Thermoset membranes are made from rubber polymers. The most commonly used polymer is EPDM or Ethylene Propylene Diene Monomer. EPDM is a durable (but thin) rubber roofing solution and available in both black and white. Thermoset membranes are successful for use as roofing materials because of their proven ability to withstand the potentially damaging effects of sunlight and most common chemicals generally found on roofs. EPDM in our experience though is not as resilient to punture damage due to its thin, and soft profile. The EPDM Roofing Association (ERA) offers detailed information on EPDM roof resources.
Thermoplastic membranes are made from polymers which soften when heated and harden when cooled. These pre-fabricated sheets are applied on the job site using one of the standard installation techniques for sheet membrane systems (fully adhered, mechanically attached or ballasted). This process is repetitive provided the material is not heated above the point at which decomposition occurs. The membranes can be welded together with heat or solvents.
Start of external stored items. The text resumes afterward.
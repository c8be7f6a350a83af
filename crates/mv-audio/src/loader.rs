use std::path::Path;

use anyhow::Context;
use mv_core::config::LoaderConfig;
use mv_core::traits::AudioLoader;
use mv_core::Waveform;

use crate::decode::decode_file;
use crate::resample::resample;

/// Symphonia-backed [`AudioLoader`]: decode, downmix to mono, resample.
///
/// # Example
/// ```
/// use mv_audio::loader::SymphoniaLoader;
/// let loader = SymphoniaLoader::new(Some(22050));
/// assert_eq!(loader.target_rate(), Some(22050));
/// ```
#[derive(Clone, Copy, Debug)]
pub struct SymphoniaLoader {
    target_rate: Option<u32>,
}

impl SymphoniaLoader {
    /// Loader resampling to `target_rate`, or keeping the native rate for `None`.
    #[must_use]
    pub fn new(target_rate: Option<u32>) -> Self {
        Self { target_rate }
    }

    /// Loader configured from the `[loader]` section.
    #[must_use]
    pub fn from_config(config: &LoaderConfig) -> Self {
        Self::new(config.target_rate())
    }

    /// Rate decoded audio is converted to.
    #[must_use]
    pub fn target_rate(&self) -> Option<u32> {
        self.target_rate
    }

    /// Bring a decoded waveform to the target rate.
    ///
    /// # Errors
    /// Returns an error if the resampler cannot be built for this rate pair.
    pub fn conform(&self, waveform: Waveform) -> anyhow::Result<Waveform> {
        match self.target_rate {
            Some(rate) if rate != waveform.sample_rate() => {
                let (samples, native) = waveform.into_parts();
                Ok(Waveform::new(resample(&samples, native, rate)?, rate)?)
            }
            _ => Ok(waveform),
        }
    }
}

impl Default for SymphoniaLoader {
    fn default() -> Self {
        Self::from_config(&LoaderConfig::default())
    }
}

impl AudioLoader for SymphoniaLoader {
    fn load(&self, path: &Path) -> anyhow::Result<Waveform> {
        let waveform = decode_file(path)
            .with_context(|| format!("Failed to decode {}", path.display()))?;
        self.conform(waveform)
    }
}
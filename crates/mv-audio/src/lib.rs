// Audio decoding, feature extraction, and scoring for manoveda.

pub mod decode;
pub mod energy;
pub mod error;
pub mod fft;
pub mod loader;
pub mod mel;
pub mod onset;
pub mod resample;
pub mod scorer;
pub mod tempo;

pub use error::AudioError;
pub use loader::SymphoniaLoader;
pub use scorer::{VoiceScorer, analyze};
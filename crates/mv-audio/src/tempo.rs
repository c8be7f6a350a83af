use mv_core::config::TempoConfig;
use realfft::num_complex::Complex;
use realfft::RealFftPlanner;

/// Energy under which an onset envelope is considered flat.
const MIN_ENVELOPE_ENERGY: f64 = 1e-9;

/// Mean onset strength (band-averaged dB rise per frame) below which the
/// input has no onsets worth a tempo. A steady tone stays far under it.
pub const MIN_ONSET_STRENGTH: f32 = 0.02;

/// Scale applied to the tempogram before the log compression.
const TEMPOGRAM_GAIN: f64 = 1e6;

/// Estimate the dominant tempo of an onset envelope, in BPM.
///
/// The envelope is cut into Hann-windowed `ac_size_secs` windows centred on
/// every frame. Each window is autocorrelated and normalised by its zero-lag
/// peak, and the windows are averaged into a global tempogram. Each lag is
/// scored as `ln(1 + 1e6·tg) + logprior`, where the log-normal prior is
/// centred on `start_bpm` and `std_bpm` octaves wide. Lags at or above
/// `max_tempo` are excluded. The best lag is refined by parabolic
/// interpolation.
///
/// Returns `None` when the envelope carries no onsets (silence, steady
/// tones, DC), in which case the tempo is undefined.
///
/// # Example
/// ```
/// use mv_audio::tempo::estimate_tempo;
/// use mv_core::config::TempoConfig;
/// assert_eq!(estimate_tempo(&[0.0; 500], 22050, 512, &TempoConfig::default()), None);
/// ```
#[must_use]
pub fn estimate_tempo(
    envelope: &[f32],
    sample_rate: u32,
    hop_length: usize,
    config: &TempoConfig,
) -> Option<f32> {
    if envelope.len() < 3 || sample_rate == 0 || hop_length == 0 {
        return None;
    }

    let energy: f64 = envelope.iter().map(|&v| f64::from(v) * f64::from(v)).sum();
    if energy < MIN_ENVELOPE_ENERGY {
        return None;
    }
    let strength = envelope.iter().sum::<f32>() / envelope.len() as f32;
    if strength < MIN_ONSET_STRENGTH {
        log::debug!("tempo: onset strength {strength:.4} too weak, tempo undefined");
        return None;
    }

    let frame_rate = f64::from(sample_rate) / hop_length as f64;
    let win_length = ((f64::from(config.ac_size_secs) * frame_rate).round() as usize).max(4);
    let tempogram = mean_tempogram(envelope, win_length);

    let lag_bpm = |lag: f64| 60.0 * frame_rate / lag;
    let log_start = f64::from(config.start_bpm).log2();
    let std = f64::from(config.std_bpm);
    let max_tempo = f64::from(config.max_tempo);

    let scores: Vec<f64> = tempogram
        .iter()
        .enumerate()
        .map(|(lag, &tg)| {
            if lag == 0 {
                return f64::NEG_INFINITY;
            }
            let bpm = lag_bpm(lag as f64);
            if bpm >= max_tempo {
                return f64::NEG_INFINITY;
            }
            let z = (bpm.log2() - log_start) / std;
            (TEMPOGRAM_GAIN * tg.max(0.0)).ln_1p() - 0.5 * z * z
        })
        .collect();

    let (best, _) = scores
        .iter()
        .enumerate()
        .filter(|(_, s)| s.is_finite())
        .max_by(|a, b| a.1.total_cmp(b.1))?;
    if tempogram[best] <= 0.0 {
        return None;
    }

    let lag = best as f64 + parabolic_offset(&scores, best);
    let bpm = lag_bpm(lag) as f32;
    log::debug!(
        "tempo: best lag {best} (refined {lag:.2}, tg {:.3}) -> {bpm:.1} BPM",
        tempogram[best]
    );
    Some(bpm)
}

/// Time-averaged local autocorrelation of `envelope`, `win_length` lags.
///
/// Windows are centred on each frame (zero outside the envelope), tapered
/// by a periodic Hann window, and normalised so their zero lag is 1. Windows
/// without energy contribute zeros.
fn mean_tempogram(envelope: &[f32], win_length: usize) -> Vec<f64> {
    let n_fft = (2 * win_length).next_power_of_two();
    let mut planner = RealFftPlanner::<f64>::new();
    let forward = planner.plan_fft_forward(n_fft);
    let inverse = planner.plan_fft_inverse(n_fft);

    let mut input = forward.make_input_vec();
    let mut spectrum = forward.make_output_vec();
    let mut ac = inverse.make_output_vec();
    let mut fwd_scratch = forward.make_scratch_vec();
    let mut inv_scratch = inverse.make_scratch_vec();

    let window: Vec<f64> = (0..win_length)
        .map(|i| 0.5 * (1.0 - (2.0 * std::f64::consts::PI * i as f64 / win_length as f64).cos()))
        .collect();
    let half = win_length / 2;

    let mut sum = vec![0.0f64; win_length];
    for t in 0..envelope.len() {
        input.fill(0.0);
        for (i, (slot, w)) in input.iter_mut().zip(&window).enumerate() {
            *slot = (t + i)
                .checked_sub(half)
                .and_then(|idx| envelope.get(idx))
                .map_or(0.0, |&v| f64::from(v) * w);
        }

        if forward
            .process_with_scratch(&mut input, &mut spectrum, &mut fwd_scratch)
            .is_err()
        {
            continue;
        }
        for c in &mut spectrum {
            *c = Complex::new(c.norm_sqr(), 0.0);
        }
        if inverse
            .process_with_scratch(&mut spectrum, &mut ac, &mut inv_scratch)
            .is_err()
        {
            continue;
        }

        let peak = ac[..win_length].iter().fold(0.0f64, |m, v| m.max(v.abs()));
        if peak <= f64::MIN_POSITIVE {
            continue;
        }
        for (acc, v) in sum.iter_mut().zip(&ac[..win_length]) {
            *acc += v / peak;
        }
    }

    let frames = envelope.len().max(1) as f64;
    sum.iter_mut().for_each(|v| *v /= frames);
    sum
}

/// Sub-sample offset of a local maximum from its two neighbours, in [-0.5, 0.5].
fn parabolic_offset(y: &[f64], i: usize) -> f64 {
    if i == 0 || i + 1 >= y.len() {
        return 0.0;
    }
    let (a, b, c) = (y[i - 1], y[i], y[i + 1]);
    if !(a.is_finite() && c.is_finite()) {
        return 0.0;
    }
    let denom = a - 2.0 * b + c;
    if denom >= 0.0 {
        return 0.0;
    }
    (0.5 * (a - c) / denom).clamp(-0.5, 0.5)
}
When welded, they develop a bond strength which equals or surpasses the strength of the base material. Polyvinyl chloride (PVC), blends or alloys of PVC and thermoplastic polyolefins (TPO) are the most common types of thermoplastic roofing membranes.
Insulation and Vapor Retarders
Insulation is a vital component in roof systems, serving many functions in addition to the primary purpose of energy conservation. Insulation is designed to reduce heat from, or into a building. It is generally installed either just below the roofing membrane, or waterproofing system. Insulation comes in rigid, semi-rigid boards, or panels. Made of polystyrene, polyisocyanurate, fiberboard, fiber glass and composite insulating material.
Polyisocyanurate (iso) is a closed-cell, rigid foam board used in roof and wall assemblies within commercial and residential buildings. Because of its high thermal performance, it is the top choice for architects, builders, building owners, and contractors. It is North America’s most widely used, and readily available insulation product. It is stable and compatible with a variety of roofing systems.